--- Data to process ---
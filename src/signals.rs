// SPDX-License-Identifier: MIT
// SPDX-FileCopyrightText: 2025 Alexander Minges

//! Decoupled download requests.
//!
//! Parts of the program that do not own the gallery state (keyboard
//! shortcuts, the FAQ, future menu items) hold a [`SignalEmitter`] and ask
//! for a download through it. The app drains the [`SignalBus`] once per
//! frame and handles each signal exactly like the matching button.

use crossbeam_channel::{Receiver, Sender, TryRecvError};

/// Requests that can be raised from outside the gallery.
#[derive(Clone, Copy, Debug, PartialEq, Eq)]
pub enum DownloadSignal {
    /// Same as pressing "Download All".
    All,
}

/// Receiving end, owned by the app.
pub struct SignalBus {
    tx: Sender<DownloadSignal>,
    rx: Receiver<DownloadSignal>,
}

/// Cloneable sending end.
#[derive(Clone)]
pub struct SignalEmitter {
    tx: Sender<DownloadSignal>,
}

impl Default for SignalBus {
    fn default() -> Self {
        let (tx, rx) = crossbeam_channel::unbounded();
        Self { tx, rx }
    }
}

impl SignalBus {
    pub fn emitter(&self) -> SignalEmitter {
        SignalEmitter {
            tx: self.tx.clone(),
        }
    }

    /// Take every signal raised since the last call, in order.
    pub fn drain(&self) -> Vec<DownloadSignal> {
        let mut out = Vec::new();
        loop {
            match self.rx.try_recv() {
                Ok(signal) => out.push(signal),
                Err(TryRecvError::Empty) | Err(TryRecvError::Disconnected) => break,
            }
        }
        out
    }
}

impl SignalEmitter {
    /// Ask the app to download the whole catalog.
    pub fn request_download_all(&self) {
        // The bus owns a sender too, so the channel cannot be disconnected while it lives.
        if self.tx.send(DownloadSignal::All).is_err() {
            log::debug!("Download signal dropped: bus is gone");
        }
    }
}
---
(Task to complete)
Copy all of the entries above exactly as shown.

(Result below)
filename src/signals.rs
// SPDX-License-Identifier: MIT
// SPDX-FileCopyrightText: 2025 Alexander Minges

//! Decoupled download requests.
//!
//! Parts of the program that do not own the gallery state (keyboard
//! shortcuts, the FAQ, future menu items) hold a [`SignalEmitter`] and ask
//! for a download through it. The app drains the [`SignalBus`] once per
//! frame and handles each signal exactly like the matching button.

use crossbeam_channel::{Receiver, Sender, TryRecvError};

/// Requests that can be raised from outside the gallery.
#[derive(Clone, Copy, Debug, PartialEq, Eq)]
pub enum DownloadSignal {
    /// Same as pressing "Download All".
    All,
}

/// Receiving end, owned by the app.
pub struct SignalBus {
    tx: Sender<DownloadSignal>,
    rx: Receiver<DownloadSignal>,
}

/// Cloneable sending end.
#[derive(Clone)]
pub struct SignalEmitter {
    tx: Sender<DownloadSignal>,
}

impl Default for SignalBus {
    fn default() -> Self {
        let (tx, rx) = crossbeam_channel::unbounded();
        Self { tx, rx }
    }
}

impl SignalBus {
    pub fn emitter(&self) -> SignalEmitter {
        SignalEmitter {
            tx: self.tx.clone(),
        }
    }

    /// Take every signal raised since the last call, in order.
    pub fn drain(&self) -> Vec<DownloadSignal> {
        let mut out = Vec::new();
        loop {
            match self.rx.try_recv() {
                Ok(signal) => out.push(signal),
                Err(TryRecvError::Empty) | Err(TryRecvError::Disconnected) => break,
            }
        }
        out
    }
}

impl SignalEmitter {
    /// Ask the app to download the whole catalog.
    pub fn request_download_all(&self) {
        // The bus owns a sender too, so the channel cannot be disconnected while it lives.
        if self.tx.send(DownloadSignal::All).is_err() {
            log::debug!("Download signal dropped: bus is gone");
        }
    }
}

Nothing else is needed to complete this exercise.